The chief technology officer serves as a liaison between the White House and Silicon Valley companies. The job is designed to advise the government on better use of technology, including ways to create jobs and increase broadband use.
In reporting the appointment, the Washington Post noted that Smith is expected to concentrate more on setting agendas and anticipating future developments, “something of the technological equivalent of the president’s science adviser.”
“The biggest surprise,” her mother told The News, “was she said, ‘Mom, Obama called me. ... I’ve been offered this job.’ She moved this weekend to Washington. Her boys are very happy.”
Smith, whose sons are ages 9 and 12, joined Google in Mountain View, Calif., in 2003. As vice president of business development, she oversaw many of its most important acquisitions, such as Keyhole, the service that underlies Google Earth.

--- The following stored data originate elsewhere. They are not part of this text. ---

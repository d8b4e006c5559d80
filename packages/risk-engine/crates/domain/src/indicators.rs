use std::fmt;

/// The six geopolitical indicators that feed the risk model.
///
/// Values are plain reals. The nominal ranges in [`Indicator::range`] describe
/// what the inputs are expected to look like, but nothing here enforces them.
#[derive(Debug, Clone, Copy, PartialEq)]
pub struct IndicatorSet {
    /// Geopolitical Tension Index
    pub gti: f64,
    /// Trade War Severity Index
    pub twsi: f64,
    /// Military Build-up Rate
    pub mbr: f64,
    /// Alliance Fragmentation Score. Nominally an integer count, stored as a
    /// real because timeline noise scales it.
    pub afs: f64,
    /// Energy Dependency Score
    pub eds: f64,
    /// Economic Vulnerability Index
    pub evi: f64,
}

impl IndicatorSet {
    pub const fn new(gti: f64, twsi: f64, mbr: f64, afs: f64, eds: f64, evi: f64) -> Self {
        Self {
            gti,
            twsi,
            mbr,
            afs,
            eds,
            evi,
        }
    }

    pub const fn zero() -> Self {
        Self::new(0.0, 0.0, 0.0, 0.0, 0.0, 0.0)
    }

    /// Values in [`Indicator::ALL`] order.
    pub fn to_array(&self) -> [f64; 6] {
        [self.gti, self.twsi, self.mbr, self.afs, self.eds, self.evi]
    }

    pub fn from_array(values: [f64; 6]) -> Self {
        let [gti, twsi, mbr, afs, eds, evi] = values;
        Self::new(gti, twsi, mbr, afs, eds, evi)
    }

    pub fn get(&self, indicator: Indicator) -> f64 {
        match indicator {
            Indicator::Gti => self.gti,
            Indicator::Twsi => self.twsi,
            Indicator::Mbr => self.mbr,
            Indicator::Afs => self.afs,
            Indicator::Eds => self.eds,
            Indicator::Evi => self.evi,
        }
    }

    pub fn set(&mut self, indicator: Indicator, value: f64) {
        match indicator {
            Indicator::Gti => self.gti = value,
            Indicator::Twsi => self.twsi = value,
            Indicator::Mbr => self.mbr = value,
            Indicator::Afs => self.afs = value,
            Indicator::Eds => self.eds = value,
            Indicator::Evi => self.evi = value,
        }
    }

    /// Element-wise product with a factor per indicator.
    pub fn scaled_by(&self, factors: [f64; 6]) -> Self {
        let values = self.to_array();
        Self::from_array(std::array::from_fn(|i| values[i] * factors[i]))
    }

    /// Indicators whose value lies outside the nominal range.
    pub fn out_of_range(&self) -> Vec<(Indicator, f64)> {
        Indicator::ALL
            .iter()
            .map(|&ind| (ind, self.get(ind)))
            .filter(|&(ind, value)| !ind.range().contains(value))
            .collect()
    }
}

impl fmt::Display for IndicatorSet {
    fn fmt(&self, f: &mut fmt::Formatter<'_>) -> fmt::Result {
        write!(
            f,
            "GTI={} TWSI={} MBR={} AFS={} EDS={} EVI={}",
            self.gti, self.twsi, self.mbr, self.afs, self.eds, self.evi
        )
    }
}

/// Nominal range of an indicator, inclusive on both ends.
#[derive(Debug, Clone, Copy, PartialEq)]
pub struct IndicatorRange {
    pub min: f64,
    pub max: f64,
    pub integer: bool,
}

impl IndicatorRange {
    pub fn contains(&self, value: f64) -> bool {
        value >= self.min && value <= self.max && (!self.integer || value.fract() == 0.0)
    }
}

#[derive(Debug, Clone, Copy, PartialEq, Eq, Hash)]
pub enum Indicator {
    Gti,
    Twsi,
    Mbr,
    Afs,
    Eds,
    Evi,
}

impl Indicator {
    pub const ALL: [Indicator; 6] = [
        Indicator::Gti,
        Indicator::Twsi,
        Indicator::Mbr,
        Indicator::Afs,
        Indicator::Eds,
        Indicator::Evi,
    ];

    /// Short column label, as used in exports.
    pub fn code(&self) -> &'static str {
        match self {
            Indicator::Gti => "GTI",
            Indicator::Twsi => "TWSI",
            Indicator::Mbr => "MBR",
            Indicator::Afs => "AFS",
            Indicator::Eds => "EDS",
            Indicator::Evi => "EVI",
        }
    }

    pub fn description(&self) -> &'static str {
        match self {
            Indicator::Gti => "Geopolitical Tension Index",
            Indicator::Twsi => "Trade War Severity Index",
            Indicator::Mbr => "Military Build-up Rate",
            Indicator::Afs => "Alliance Fragmentation Score",
            Indicator::Eds => "Energy Dependency Score",
            Indicator::Evi => "Economic Vulnerability Index",
        }
    }

    pub fn range(&self) -> IndicatorRange {
        let (min, max, integer) = match self {
            Indicator::Gti => (100.0, 150.0, false),
            Indicator::Twsi => (0.0, 1.0, false),
            Indicator::Mbr => (0.03, 0.08, false),
            Indicator::Afs => (0.0, 3.0, true),
            Indicator::Eds => (0.0, 1.0, false),
            Indicator::Evi => (0.0, 1.0, false),
        };
        IndicatorRange { min, max, integer }
    }
}

impl fmt::Display for Indicator {
    fn fmt(&self, f: &mut fmt::Formatter<'_>) -> fmt::Result {
        write!(f, "{}", self.code())
    }
}

/// Per-indicator replacements applied on top of a preset.
#[derive(Debug, Clone, Copy, Default, PartialEq)]
pub struct IndicatorOverrides {
    pub gti: Option<f64>,
    pub twsi: Option<f64>,
    pub mbr: Option<f64>,
    pub afs: Option<f64>,
    pub eds: Option<f64>,
    pub evi: Option<f64>,
}

impl IndicatorOverrides {
    pub fn is_empty(&self) -> bool {
        *self == Self::default()
    }

    pub fn apply_to(&self, base: IndicatorSet) -> IndicatorSet {
        IndicatorSet {
            gti: self.gti.unwrap_or(base.gti),
            twsi: self.twsi.unwrap_or(base.twsi),
            mbr: self.mbr.unwrap_or(base.mbr),
            afs: self.afs.unwrap_or(base.afs),
            eds: self.eds.unwrap_or(base.eds),
            evi: self.evi.unwrap_or(base.evi),
        }
    }
}
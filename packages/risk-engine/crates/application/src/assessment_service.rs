use anyhow::{Context, Result};
use rand::{Rng, SeedableRng};
use rand_chacha::ChaCha8Rng;
use std::path::PathBuf;

use domain::catalog;
use domain::ports::report_sink::ReportSink;
use domain::{
    IndicatorOverrides, IndicatorSet, RiskModel, Scorer, TimelinePoint, TimelineSimulator,
};

/// Everything the dashboard shows for one selected scenario.
#[derive(Debug, Clone, PartialEq)]
pub struct ScenarioReport {
    pub preset: String,
    /// False when the preset name was unknown and the default was used.
    pub recognized: bool,
    pub indicators: IndicatorSet,
    pub risk: f64,
    pub countries: Vec<(&'static str, f64)>,
    pub timeline: Vec<TimelinePoint>,
}

#[derive(Debug, Clone, PartialEq)]
pub struct ExportedFiles {
    pub scenario: PathBuf,
    pub timeline: PathBuf,
}

/// Wires catalog lookup, scoring and the timeline together.
pub struct AssessmentService<S = RiskModel> {
    scorer: S,
    timeline: TimelineSimulator,
}

impl AssessmentService<RiskModel> {
    pub fn new(timeline: TimelineSimulator) -> Self {
        Self::with_scorer(RiskModel::standard(), timeline)
    }
}

impl Default for AssessmentService<RiskModel> {
    fn default() -> Self {
        Self::new(TimelineSimulator::default())
    }
}

impl<S: Scorer> AssessmentService<S> {
    pub fn with_scorer(scorer: S, timeline: TimelineSimulator) -> Self {
        Self { scorer, timeline }
    }

    pub fn scorer(&self) -> &S {
        &self.scorer
    }

    /// Preset values with any overrides applied on top.
    pub fn resolve(&self, preset: &str, overrides: &IndicatorOverrides) -> (IndicatorSet, bool) {
        let resolved = catalog::resolve_scenario(preset);
        if !resolved.recognized {
            tracing::warn!(preset, "unknown scenario preset, falling back to default values");
        }

        let indicators = overrides.apply_to(resolved.indicators);
        for (indicator, value) in indicators.out_of_range() {
            let range = indicator.range();
            tracing::warn!(
                indicator = indicator.code(),
                value,
                min = range.min,
                max = range.max,
                "value outside nominal range"
            );
        }
        (indicators, resolved.recognized)
    }

    pub fn assess<R: Rng + ?Sized>(
        &self,
        preset: &str,
        overrides: &IndicatorOverrides,
        rng: &mut R,
    ) -> ScenarioReport {
        let (indicators, recognized) = self.resolve(preset, overrides);
        let risk = self.scorer.score(&indicators);
        tracing::debug!(preset, %indicators, risk, "scenario scored");

        ScenarioReport {
            preset: preset.to_string(),
            recognized,
            indicators,
            risk,
            countries: catalog::country_risks(&self.scorer),
            timeline: self.timeline.simulate(&indicators, &self.scorer, rng),
        }
    }

    /// Like [`assess`](Self::assess), seeding the timeline noise when a seed is given.
    pub fn assess_seeded(
        &self,
        preset: &str,
        overrides: &IndicatorOverrides,
        seed: Option<u64>,
    ) -> ScenarioReport {
        let mut rng = match seed {
            Some(seed) => ChaCha8Rng::seed_from_u64(seed),
            None => ChaCha8Rng::from_entropy(),
        };
        self.assess(preset, overrides, &mut rng)
    }

    pub fn export(&self, report: &ScenarioReport, sink: &impl ReportSink) -> Result<ExportedFiles> {
        let scenario = sink
            .write_scenario(&report.indicators, report.risk)
            .context("Failed to export scenario")?;
        let timeline = sink
            .write_timeline(&report.timeline)
            .context("Failed to export timeline")?;

        Ok(ExportedFiles { scenario, timeline })
    }
}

She led the company’s philanthropic division, Google.org, and was a co-host for Google’s Solve for X forum, where thinkers and scientists brainstorm radical technology ideas with Google executives.
She also has worked on an initiative at the company to get more women involved with technology.
Before joining Google, Smith helped launch Planet Out, a site for gay and lesbian Internet users, and was its chief executive officer.
“Everything she touches seems to turn to gold,” her mother said. “Megan really seems to add to what the world needs. She’s not only an engineer, she’s a kind engineer.”
She earned undergraduate and master’s degrees at the Massachusetts Institute of Technology, where she now serves on the board and is a member of the advisory board for the MIT Media Lab.
She also serves on the board of Vital Voices, is a member of the USAID Advisory Committee on Voluntary Foreign Aid, is an adviser to the Joan Ganz Cooney Center and co-founded the Malala Fund.
She been active in the FIRST Robotics Competition, which seeks to get kids interested in technology careers.
City Honors Principal William A. Kresse hailed the appointment of one of his alumnae Thursday.
“Our school community could not be more proud of Megan,” he said. “During her visits to the school, it has been clear that she values what the culture and excitement surrounding math and science at City Honors did for her.
“As thrilled as we are that she will provide our nation with visionary leadership on technology issues, we are just as proud of her leadership over the years to bring more girls and women into the technology and engineering fields.”